This story was written by David Kaplan.
CBS Radio and AOL Radio will combine their online radio networks into one, the companies tell us. The deal calls for CBS Radio's sales team to handle ads across both networks. In terms of scale, AOL (NYSE: TWX) has about 200 stations in its network and CBS has roughly 150. Both are working on a new player to house the combined station list; the player will be released sometime this spring. Aside from the usual features like artist and album information on its music channels, the player will also let users buy individual songs, albums and concert tickets and link to related content, including photos, videos, promotional materials. The deal replaces CBS' previous online partnership with XM Satellite Radio (NSDQ: XMSR).
The news comes as the radio industry experiences a decline that resembles the one newspapers are going through. According to Radio Advertising Bureau figures released this week, while "off-air" - which includes web-based broadcasts - were up 10 percent to $1.6 billion in 2007, it wasn't enough to stop overall radio revs from sliding 2 percent to $21.3 billion.

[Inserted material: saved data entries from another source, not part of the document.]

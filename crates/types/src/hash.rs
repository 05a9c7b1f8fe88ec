//! Transaction hash type using Blake3.

use std::fmt;

/// A 32-byte ledger transaction hash.
///
/// Outstanding-set entries are keyed by this value and matched against the
/// hashes reported in block execution results.
#[derive(Clone, Copy, PartialEq, Eq, Hash, PartialOrd, Ord)]
pub struct TxHash([u8; 32]);

impl TxHash {
    /// Create hash from bytes using Blake3.
    pub fn from_bytes(bytes: &[u8]) -> Self {
        let hash = blake3::hash(bytes);
        Self(*hash.as_bytes())
    }

    /// Create hash from multiple byte slices.
    pub fn from_parts(parts: &[&[u8]]) -> Self {
        let mut hasher = blake3::Hasher::new();
        for part in parts {
            hasher.update(part);
        }
        Self(*hasher.finalize().as_bytes())
    }

    /// Convert hash to hex string.
    pub fn to_hex(&self) -> String {
        hex::encode(self.0)
    }

    /// Get bytes as slice reference.
    pub fn as_bytes(&self) -> &[u8; 32] {
        &self.0
    }
}

impl fmt::Debug for TxHash {
    fn fmt(&self, f: &mut fmt::Formatter<'_>) -> fmt::Result {
        let hex = self.to_hex();
        write!(f, "TxHash({}..{})", &hex[..8], &hex[56..])
    }
}

impl fmt::Display for TxHash {
    fn fmt(&self, f: &mut fmt::Formatter<'_>) -> fmt::Result {
        write!(f, "{}", self.to_hex())
    }
}

#[cfg(test)]
mod tests {
    use super::*;

    #[test]
    fn test_hash_deterministic() {
        let data = b"hello world";
        assert_eq!(TxHash::from_bytes(data), TxHash::from_bytes(data));
        assert_ne!(TxHash::from_bytes(b"hello"), TxHash::from_bytes(b"world"));
    }

    #[test]
    fn test_from_parts_matches_concatenation() {
        let joined = TxHash::from_bytes(b"partition-1:nonce-7");
        let parts = TxHash::from_parts(&[b"partition-1:", b"nonce-7"]);
        assert_eq!(joined, parts);
    }

    #[test]
    fn test_display_is_full_hex() {
        let hash = TxHash::from_bytes(b"x");
        let shown = hash.to_string();
        assert_eq!(shown.len(), 64);
        assert_eq!(shown, hex::encode(hash.as_bytes()));
        assert!(format!("{hash:?}").starts_with(&format!("TxHash({}..", &shown[..8])));
    }
}
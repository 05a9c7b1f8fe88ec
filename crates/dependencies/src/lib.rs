//! Dependency tracking for the scheduler.
//!
//! [`DependencyGraph`] keeps one FIFO chain per object key. An operation is
//! released for sending only when it heads the chain of every key it touches;
//! completing it promotes its successors.

mod graph;

pub use graph::{DependencyError, DependencyGraph};
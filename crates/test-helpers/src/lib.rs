//! Shared test fixtures.
//!
//! - [`ops`]: terse builders for workload operations
//! - [`StubLedger`]: a [`shardrun_core::Ledger`] that records what it is asked
//!   to do and answers proof requests from a script

pub mod ops;
mod stub;

pub use stub::StubLedger;
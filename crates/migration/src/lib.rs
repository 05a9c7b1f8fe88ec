//! Cross-partition migration.
//!
//! An object moves between partitions in two ledger-visible steps: a release
//! (`MoveTo`) on the source and an accept (`Move2`) on the destination. In
//! between, a proof of the released state is fetched and the signed header at
//! the proof height awaited.
//!
//! - [`Migrations`]: synchronous per-object state machine owned by the emitter
//! - [`HeaderRegistry`]: `(partition, height)` wait-registry fed by header listeners
//! - [`FinalityDriver`]: async task per attempt that gathers proof and header

mod config;
mod driver;
mod registry;
mod state;

pub use config::MigrationConfig;
pub use driver::FinalityDriver;
pub use registry::HeaderRegistry;
pub use state::{
    MigrationError, MigrationRecord, MigrationState, Migrations, Move2Outcome, MoveToOutcome,
};
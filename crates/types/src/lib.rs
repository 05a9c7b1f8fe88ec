//! Core types for the cross-shard scheduler.
//!
//! Identifiers for objects, partitions and heights, the operation model,
//! and the wire types exchanged with the ledger collaborator.

pub mod humantime_duration;

mod hash;
mod identifiers;
mod ledger;
mod operation;

pub use hash::TxHash;
pub use identifiers::{BlockHeight, ObjectKey, OperationId, PartitionId};
pub use ledger::{
    BlockResult, ExecutionEvent, Proof, SignedHeader, SignedTx, TxExecution, TxRequest,
};
pub use operation::{Method, Operation};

Update: The release is out. Some more points worth mentioning:
-- This comes out of CBS Radio, not CBS Interactive (NYSE: CBS). Dan Mason, president and CEO, CBS Radio: "CBS Radio continues to invest in high-growth areas including internet streaming. ... We have been very clear about our goals in this area and teaming with AOL is a tremendous step forward in that regard. Couple that with years of progress building out our own streaming operations, and CBS Radio is instantly positioned as the leader in the online radio space. A combined CBS Radio/AOL Radio affords us vastly greater scale, as well as massive distribution for our brands. We look forward to all that we will now be able to offer our audiences and advertisers alike."
-- CBS and AOL will continue to program new stations.
-- Advertising: Advertisers will be able to do buy their own online ads using TargetSpot, the CBS-backed end-to-end marketplace for streaming audio. Also, Ronning Lipset Radio, which has handled AOL's streaming ad inventory for four-plus years, adds the CBS Radio online network.